Besides, this epistemic path has been applied, as we know, to the complex and even awkward problem of how the psychiatrist concretely makes a diagnosis, above and beyond what he/she may consider to be his criteria for choice, underlining the fundamental role, in diagnostic-nosographic knowledge as well, of the mental process that can be called "typification" (M.A. Schwartz and O.P. Wiggins, 1987), as an essentially pre-conceptual manner, formed, in any case, in his/her contact with experience. Here too, the circuit between overall intuition and observation of the parts is at play. And possible preconceptual errors can be corrected only by means of the data found, data that would nonetheless have no import on knowledge, no identity of meaning, without the general intuitive eidetic background that enables them to be discovered. A scientific attitude seems to consist precisely in this: in being aware of one's own preconceptions that shape the research plan and in not considering them to be absolutes.
Thus we return to the essential value of the "hermeneutic circle" in the process of knowledge. Whatever our point of departure or our specific competence and method of research may be, we are in that circle and we must necessarily reach a preconception (and phenomenology shows how), a preconception that is in reality a vision of the essence, an intuitive hypothesis of the general and unvarying characteristics of the object being studied, a vision that orients our knowing and our projects for research. We then need a knowledge and an empirical verification of the data (and biological research can teach us how), which have meaning in terms of the eidos of the phenomenon and are capable of telling us what they have to say, acting (retroacting) on it and modifying it, in an endless circularity.

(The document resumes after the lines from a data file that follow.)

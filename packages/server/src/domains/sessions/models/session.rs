use chrono::{DateTime, Utc};
use serde::{Deserialize, Serialize};
use std::collections::BTreeMap;

use crate::common::{mask_phone, mask_secret, UserId};

#[derive(Debug, Clone, Copy, PartialEq, Eq, Serialize, Deserialize)]
#[serde(rename_all = "snake_case")]
pub enum SessionSource {
    /// Produced by a completed login.
    Login,
    /// Pasted in by a user as an already exported session string.
    Import,
}

/// A durable, authorized session that can be used to reconnect later.
#[derive(Debug, Clone, PartialEq, Eq, Serialize, Deserialize)]
pub struct StoredSession {
    pub id: String,
    pub owner_id: UserId,
    #[serde(default)]
    pub phone_number: Option<String>,
    pub session_string: String,
    pub source: SessionSource,
    pub created_at: DateTime<Utc>,
}

#[derive(Debug, Clone)]
pub struct NewSession {
    pub owner_id: UserId,
    pub phone_number: Option<String>,
    pub session_string: String,
    pub source: SessionSource,
}

/// What a session looks like outside the process: no raw secret, masked phone.
#[derive(Debug, Clone, PartialEq, Eq, Serialize)]
pub struct SessionSummary {
    pub id: String,
    pub owner_id: UserId,
    pub phone_number: Option<String>,
    pub source: SessionSource,
    pub created_at: DateTime<Utc>,
    pub preview: String,
}

impl StoredSession {
    pub fn summary(&self) -> SessionSummary {
        SessionSummary {
            id: self.id.clone(),
            owner_id: self.owner_id,
            phone_number: self.phone_number.as_deref().map(mask_phone),
            source: self.source,
            created_at: self.created_at,
            preview: mask_secret(&self.session_string),
        }
    }
}

/// All stored sessions keyed by id. Serializes to the same `{"1": {...}}`
/// object the session file holds.
#[derive(Debug, Clone, Default, Serialize, Deserialize)]
#[serde(transparent)]
pub struct SessionBook {
    sessions: BTreeMap<String, StoredSession>,
}

impl SessionBook {
    pub fn new() -> Self {
        Self::default()
    }

    pub fn len(&self) -> usize {
        self.sessions.len()
    }

    pub fn is_empty(&self) -> bool {
        self.sessions.is_empty()
    }

    /// Insert a session. A login for a phone the owner already has a session
    /// for replaces that session in place and keeps its id.
    pub fn upsert(&mut self, new: NewSession, now: DateTime<Utc>) -> StoredSession {
        let existing_id = new.phone_number.as_ref().and_then(|phone| {
            self.sessions
                .values()
                .find(|s| s.owner_id == new.owner_id && s.phone_number.as_ref() == Some(phone))
                .map(|s| s.id.clone())
        });

        let id = existing_id.unwrap_or_else(|| self.next_id());
        let session = StoredSession {
            id: id.clone(),
            owner_id: new.owner_id,
            phone_number: new.phone_number,
            session_string: new.session_string,
            source: new.source,
            created_at: now,
        };
        self.sessions.insert(id, session.clone());
        session
    }

    pub fn get(&self, id: &str) -> Option<&StoredSession> {
        self.sessions.get(id)
    }

    /// Sessions in id order, optionally restricted to one owner.
    pub fn list(&self, owner: Option<UserId>) -> Vec<StoredSession> {
        let mut sessions: Vec<StoredSession> = self
            .sessions
            .values()
            .filter(|s| owner.map_or(true, |o| s.owner_id == o))
            .cloned()
            .collect();
        sessions.sort_by_key(|s| s.id.parse::<u64>().unwrap_or(u64::MAX));
        sessions
    }

    fn next_id(&self) -> String {
        let max = self
            .sessions
            .keys()
            .filter_map(|k| k.parse::<u64>().ok())
            .max()
            .unwrap_or(0);
        (max + 1).to_string()
    }
}

#[cfg(test)]
mod tests {
    use super::*;

    fn login(owner: i64, phone: &str, session: &str) -> NewSession {
        NewSession {
            owner_id: UserId::new(owner),
            phone_number: Some(phone.to_string()),
            session_string: session.to_string(),
            source: SessionSource::Login,
        }
    }

    #[test]
    fn test_ids_are_sequential() {
        let mut book = SessionBook::new();
        let a = book.upsert(login(1, "+15550000001", "a"), Utc::now());
        let b = book.upsert(login(1, "+15550000002", "b"), Utc::now());
        assert_eq!(a.id, "1");
        assert_eq!(b.id, "2");
    }

    #[test]
    fn test_same_owner_and_phone_replaces_in_place() {
        let mut book = SessionBook::new();
        book.upsert(login(1, "+15550000001", "old"), Utc::now());
        let replaced = book.upsert(login(1, "+15550000001", "new"), Utc::now());

        assert_eq!(book.len(), 1);
        assert_eq!(replaced.id, "1");
        assert_eq!(book.list(None)[0].session_string, "new");
    }

    #[test]
    fn test_same_phone_different_owner_is_separate() {
        let mut book = SessionBook::new();
        book.upsert(login(1, "+15550000001", "a"), Utc::now());
        book.upsert(login(2, "+15550000001", "b"), Utc::now());
        assert_eq!(book.len(), 2);
        assert_eq!(book.list(Some(UserId::new(2))).len(), 1);
    }

    #[test]
    fn test_imports_never_merge() {
        let mut book = SessionBook::new();
        let import = NewSession {
            owner_id: UserId::new(1),
            phone_number: None,
            session_string: "x".to_string(),
            source: SessionSource::Import,
        };
        book.upsert(import.clone(), Utc::now());
        book.upsert(import, Utc::now());
        assert_eq!(book.len(), 2);
    }

    #[test]
    fn test_get_by_id() {
        let mut book = SessionBook::new();
        book.upsert(login(1, "+15551234567", "abc"), Utc::now());
        assert_eq!(book.get("1").map(|s| s.session_string.as_str()), Some("abc"));
        assert!(book.get("2").is_none());
    }

    #[test]
    fn test_list_sorts_numerically() {
        let mut book = SessionBook::new();
        for i in 0..11 {
            book.upsert(login(1, &format!("+1555000{:04}", i), "s"), Utc::now());
        }
        let ids: Vec<String> = book.list(None).into_iter().map(|s| s.id).collect();
        assert_eq!(ids.first().map(String::as_str), Some("1"));
        assert_eq!(ids.last().map(String::as_str), Some("11"));
    }

    #[test]
    fn test_summary_hides_secret() {
        let mut book = SessionBook::new();
        let stored = book.upsert(login(1, "+15551234567", "1BVtsOKoBu1234567890"), Utc::now());
        let summary = stored.summary();
        assert_eq!(summary.phone_number.as_deref(), Some("+155******67"));
        assert!(!summary.preview.contains("1234567890"));
    }

    #[test]
    fn test_book_round_trips_through_json_object() {
        let mut book = SessionBook::new();
        book.upsert(login(1, "+15551234567", "abc"), Utc::now());
        let json = serde_json::to_value(&book).unwrap();
        assert!(json.get("1").is_some());
        let back: SessionBook = serde_json::from_value(json).unwrap();
        assert_eq!(back.len(), 1);
    }
}
//! Test harness for login flow integration tests.
//!
//! Every test gets its own session manager over fresh mocks, so tests never
//! share attempts, connections or stored sessions.

use std::sync::Arc;

use login_core::common::UserId;
use login_core::domains::auth::{LoginOutcome, SessionManager};
use login_core::kernel::test_dependencies::{
    InMemorySessionStore, MockLoginTransport, MockNotifier, TEST_OWNER,
};
use login_core::kernel::TestDependencies;
use test_context::AsyncTestContext;

pub const PHONE: &str = "+15551234567";

/// Test harness wrapping a session manager and the mocks behind it.
///
/// # Example using test-context
///
/// ```ignore
/// use test_context::test_context;
///
/// #[test_context(TestHarness)]
/// #[tokio::test]
/// async fn my_test(ctx: &TestHarness) {
///     ctx.start_login(ctx.owner()).await;
///     // ... test code
/// }
/// ```
pub struct TestHarness {
    pub deps: TestDependencies,
    pub manager: Arc<SessionManager>,
}

impl AsyncTestContext for TestHarness {
    async fn setup() -> Self {
        Self::new()
    }

    async fn teardown(self) {
        // Everything is in memory and dropped with the harness
    }
}

impl TestHarness {
    pub fn new() -> Self {
        Self::with_deps(TestDependencies::new())
    }

    pub fn with_deps(deps: TestDependencies) -> Self {
        // Run tests with: RUST_LOG=debug cargo test -- --nocapture
        let _ = tracing_subscriber::fmt()
            .with_env_filter(tracing_subscriber::EnvFilter::from_default_env())
            .with_test_writer()
            .try_init();

        let manager = deps.manager();
        Self { deps, manager }
    }

    pub fn owner(&self) -> UserId {
        TEST_OWNER
    }

    pub fn transport(&self) -> &MockLoginTransport {
        &self.deps.transport
    }

    pub fn notifier(&self) -> &MockNotifier {
        &self.deps.notifier
    }

    pub fn sessions(&self) -> &InMemorySessionStore {
        &self.deps.sessions
    }

    /// Notifications sent to `user_id`, oldest first.
    pub fn messages(&self, user_id: UserId) -> Vec<String> {
        self.deps.notifier.messages_for(user_id)
    }

    /// Begin a login for `user_id` and expect the code to be sent.
    pub async fn start_login(&self, user_id: UserId) {
        match self.manager.begin_login(user_id, PHONE).await {
            Ok(LoginOutcome::CodeSent { .. }) => {}
            other => panic!("expected code to be sent, got {:?}", other),
        }
    }
}
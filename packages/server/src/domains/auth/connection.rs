//! Scoped ownership of one platform connection.
//!
//! A `LoginConnection` is the only thing that ever holds a `TransportHandle`.
//! It is released explicitly with [`LoginConnection::release`] on every exit
//! from the code/password range. If it is dropped while still holding the
//! handle (a panic, an aborted task) the disconnect is scheduled on the
//! runtime instead, so an open platform session cannot outlive its attempt.

use std::sync::Arc;

use tracing::{debug, warn};

use crate::domains::auth::LoginFailure;
use crate::kernel::{BaseLoginTransport, TransportHandle};

pub struct LoginConnection {
    transport: Arc<dyn BaseLoginTransport>,
    handle: Option<TransportHandle>,
}

impl LoginConnection {
    pub async fn open(transport: Arc<dyn BaseLoginTransport>) -> Result<Self, LoginFailure> {
        let handle = transport.connect().await?;
        debug!(connection = %handle.id, "Login connection opened");
        Ok(Self {
            transport,
            handle: Some(handle),
        })
    }

    /// Restore an authorized connection from an exported session string.
    pub async fn reconnect(
        transport: Arc<dyn BaseLoginTransport>,
        session_string: &str,
    ) -> Result<Self, LoginFailure> {
        let handle = transport.reconnect(session_string).await?;
        debug!(connection = %handle.id, "Stored session reconnected");
        Ok(Self {
            transport,
            handle: Some(handle),
        })
    }

    pub fn id(&self) -> Option<&str> {
        self.handle.as_ref().map(|h| h.id.as_str())
    }

    fn handle_mut(&mut self) -> Result<&mut TransportHandle, LoginFailure> {
        self.handle
            .as_mut()
            .ok_or_else(|| LoginFailure::transport("connection already released"))
    }

    pub async fn request_code(&mut self, phone_number: &str) -> Result<(), LoginFailure> {
        let transport = self.transport.clone();
        let handle = self.handle_mut()?;
        transport.request_code(handle, phone_number).await
    }

    pub async fn submit_code(
        &mut self,
        phone_number: &str,
        code: &str,
    ) -> Result<(), LoginFailure> {
        let transport = self.transport.clone();
        let handle = self.handle_mut()?;
        transport.submit_code(handle, phone_number, code).await
    }

    pub async fn submit_password(&mut self, password: &str) -> Result<(), LoginFailure> {
        let transport = self.transport.clone();
        let handle = self.handle_mut()?;
        transport.submit_password(handle, password).await
    }

    pub async fn export_session(&mut self) -> Result<String, LoginFailure> {
        let transport = self.transport.clone();
        let handle = self.handle_mut()?;
        transport.export_session(handle).await
    }

    pub async fn relax_security(&mut self, password: Option<&str>) -> Result<(), LoginFailure> {
        let transport = self.transport.clone();
        let handle = self.handle_mut()?;
        transport.relax_security(handle, password).await
    }

    pub async fn account_phone(&mut self) -> Result<String, LoginFailure> {
        let transport = self.transport.clone();
        let handle = self.handle_mut()?;
        transport.account_phone(handle).await
    }

    pub async fn await_login_code(&mut self) -> Result<String, LoginFailure> {
        let transport = self.transport.clone();
        let handle = self.handle_mut()?;
        transport.await_login_code(handle).await
    }

    /// Disconnect now. Failures are logged; the caller's transition stands.
    pub async fn release(mut self) {
        if let Some(handle) = self.handle.take() {
            let id = handle.id.clone();
            match self.transport.disconnect(handle).await {
                Ok(()) => debug!(connection = %id, "Login connection released"),
                Err(e) => {
                    warn!(connection = %id, error = %e, "Failed to disconnect login connection")
                }
            }
        }
    }
}

impl Drop for LoginConnection {
    fn drop(&mut self) {
        let Some(handle) = self.handle.take() else {
            return;
        };

        let id = handle.id.clone();
        match tokio::runtime::Handle::try_current() {
            Ok(runtime) => {
                warn!(
                    connection = %id,
                    "Login connection dropped while open, disconnecting in background"
                );
                let transport = self.transport.clone();
                runtime.spawn(async move {
                    if let Err(e) = transport.disconnect(handle).await {
                        warn!(connection = %id, error = %e, "Background disconnect failed");
                    }
                });
            }
            Err(_) => {
                warn!(
                    connection = %id,
                    "Login connection dropped outside a runtime, cannot disconnect"
                );
            }
        }
    }
}

impl std::fmt::Debug for LoginConnection {
    fn fmt(&self, f: &mut std::fmt::Formatter<'_>) -> std::fmt::Result {
        f.debug_struct("LoginConnection")
            .field("handle", &self.handle)
            .finish()
    }
}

How could we, for example, plan and carry out a neuroscientific study of the phenomenon of "hallucination" without having beforehand a preconception of what we call hallucination? How could we approach the problem of an eventual neurobiological specificity of the schizophrenic process and the vulnerability to it without taking into consideration the phenomenological studies of base symptoms and "sequences of transition" (G. Gross and G. Huber 1995), or views of essence indicated as "autism" or as "loss of natural evidence" (W. Blankenburg 1971)? How could we conduct an empirical-statistical study of the pre-melancholic personality without comparing it with phenomenological visions such as of the Tellenbachian typus (G. Stanghellini, C. Mundt 1997), etc.?
The problem is thus not to eliminate the hermeneutic circle between phenomenology and empiricism, which would be impossible, but to fit into it properly.
To be sure, we come from the old parable of Karl Jaspers, who said that the research of phenomenological psychopathology and somatic research in psychiatry are like the exploration of an unknown continent conducted by research expeditions who landed on different beaches and are separated by a distance so great that they will never meet. Today, however, we can update Jaspers' simile not only by correlating with more general structures that psychopathology has brought to light at a presymptomatic level, but also in the awareness of one sole paradigm of knowledge, one sole circuit that links phenomenological psychopathological research and empirical research, as neurological research is predominantly, against the background of a shared neuroscience.